Alistair Vigier, CEO of Caseway, pushed back. “This is about control. CanLII is happy to work with private AI companies run by former insiders while suing real competition that threatens their monopoly.”
So if CanLII is truly a public resource, why is it locking out independent companies? If money changes hands in these partnerships, where does it go? Is any of it returning to the Law Society, or benefiting individuals directly?
These are the questions the public deserves answers to. For instance, how did the CEO of the Ontario Law Society end up with a $1 million annual salary? More importantly, where did that money come from?
The “Lawfia”: A System Designed to Protect Insiders
The close ties between the Law Societies, CanLII, and a handful of affiliated AI companies reveal a troubling pattern. Financial self-interest is often masked as public service. Yet those who control legal information also control access to justice. When that control serves insiders rather than the broader legal community, it raises serious ethical concerns.
Legal AI consultant Colin Lachance, who is a former CanLII CEO, has acknowledged the difficulty of obtaining bulk legal data in Canada. “There is no other way for anybody to get bulk case law unless they have a relationship with the courts to receive it,” he wrote in a LinkedIn post discussing the lawsuit.
By contrast, legal data in the U.S.A. is broadly available, fueling a competitive and innovative legal tech sector. In Canada, access remains limited to those who can afford it—likely a direct result of the choices made by the Law Society and CanLII.

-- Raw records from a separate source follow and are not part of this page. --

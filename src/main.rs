// Copyright (c) 2026 Robert L. Snyder, Sierra Vista, AZ
// Licensed under the MIT License. See LICENSE file in the project root for details.

use std::env;
use std::thread;
use std::time::Duration;

use anyhow::Result;

use toneline::audio::output::{default_device_name, list_devices};
use toneline::{PlaybackEngine, SettingsFile, SynthBackend, Waveform};

fn print_usage() {
    println!("TONELINE - Multi-Track Tone Sequencer Engine");
    println!();
    println!("Usage: toneline [OPTIONS]");
    println!();
    println!("Options:");
    println!("  --list-audio            List available audio output devices");
    println!("  --demo [SECONDS]        Play a demo timeline (default: to the timeline end)");
    println!("  --settings <FILE>       Load settings from a YAML file (with --demo)");
    println!("  --help                  Show this help message");
}

fn list_audio() {
    let devices = list_devices();
    if devices.is_empty() {
        println!("No audio output devices found");
        return;
    }

    println!("Audio output devices:");
    for (i, name) in devices.iter().enumerate() {
        let marker = if Some(name) == default_device_name().as_ref() {
            " (default)"
        } else {
            ""
        };
        println!("  {}: {}{}", i, name, marker);
    }
}

/// Build an engine with a small two-track session: a lead melody line
/// and an overlapping pad chord.
fn demo_engine(settings: &SettingsFile) -> PlaybackEngine {
    let mut engine = match SynthBackend::new(
        settings.audio.to_audio_config(),
        settings.audio.master_gain,
    ) {
        Ok(backend) => PlaybackEngine::new(settings.engine.timeline_duration, Box::new(backend)),
        Err(e) => {
            eprintln!("Audio unavailable ({}), running silent", e);
            PlaybackEngine::without_audio(settings.engine.timeline_duration)
        }
    };

    let lead = engine.add_track("Lead", 440.0, Waveform::Sine);
    let pad = engine.add_track("Pad", 220.0, Waveform::Triangle);

    // Lead: a short rising line
    let a = engine.add_block(lead, 0.0).unwrap();
    engine.set_frequency(a, 440.0);
    let b = engine.add_block(lead, 1.0).unwrap();
    engine.set_frequency(b, 494.0);
    let c = engine.add_block(lead, 2.0).unwrap();
    engine.set_frequency(c, 523.0);

    // Pad: two overlapping blocks form a chord
    let root = engine.add_block(pad, 0.5).unwrap();
    engine.resize_block(root, 3.0);
    let fifth = engine.add_block(pad, 0.5).unwrap();
    engine.resize_block(fifth, 3.0);
    engine.set_frequency(fifth, 330.0);

    engine
}

fn run_demo(settings: &SettingsFile, seconds: Option<f64>) -> Result<()> {
    let mut engine = demo_engine(settings);

    let frame = Duration::from_secs_f64(1.0 / settings.engine.tick_rate_hz as f64);
    let limit = seconds.unwrap_or(settings.engine.timeline_duration);

    println!(
        "Playing demo timeline ({} tracks, {} blocks, {:.0}s limit)...",
        engine.tracks().len(),
        engine.blocks().len(),
        limit
    );

    engine.play();

    let mut last_second = u64::MAX;
    while engine.is_playing() && engine.current_time() < limit {
        engine.tick();

        let second = engine.current_time() as u64;
        if second != last_second {
            last_second = second;
            println!(
                "  t={:>3}s  active={}",
                second,
                engine.active_block_ids().len()
            );
        }

        thread::sleep(frame);
    }

    engine.stop();
    println!("Demo complete!");
    Ok(())
}

fn main() -> Result<()> {
    tracing_subscriber::fmt()
        .with_max_level(tracing::Level::WARN)
        .init();

    let args: Vec<String> = env::args().collect();

    if args.len() < 2 {
        println!("TONELINE - Multi-Track Tone Sequencer Engine");
        println!("Run with --help for usage information");
        return Ok(());
    }

    // --settings may accompany --demo in either order
    let settings = match args.iter().position(|a| a == "--settings") {
        Some(i) => {
            let path = args.get(i + 1).ok_or_else(|| {
                anyhow::anyhow!("--settings requires a file path")
            })?;
            let settings = SettingsFile::load(path)?;
            settings.validate()?;
            settings
        }
        None => SettingsFile::default(),
    };

    match args[1].as_str() {
        "--list-audio" => {
            list_audio();
        }
        "--demo" => {
            let seconds = args.get(2).and_then(|s| s.parse::<f64>().ok());
            run_demo(&settings, seconds)?;
        }
        "--settings" => {
            // Settings alone: validate and show
            println!("{}", settings.to_yaml()?);
        }
        "--help" | "-h" => {
            print_usage();
        }
        _ => {
            eprintln!("Unknown option: {}", args[1]);
            print_usage();
            std::process::exit(1);
        }
    }

    Ok(())
}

Ontario Law Society CEO – The Need for Reform
The investigation into Diana Miles’s compensation should be only the beginning. The legal community must push for full accountability. Not just for executive pay, but across every level of the Law Society’s operations. If major salary increases can be approved behind closed doors, what else might be hidden?
Fairness, justice, and transparency are meant to be the cornerstones of the legal profession. The Law Society appears to operate by a different set of rules, ones that benefit a select few while sidelining lawyers and the public.
It’s time to dismantle the “Lawfia” and demand real reform. Independent audits of both CanLII and the Law Society’s finances are essential. In addition, legal data partnerships must be subject to public oversight, and access to legal information must become open and equitable.
If the Ontario Law Society’s leadership truly wants to serve the public, secrecy must give way to transparency. The future of legal innovation, and access to justice in Canada.
Author: James Caldwell, investigative reporter, Ottawa.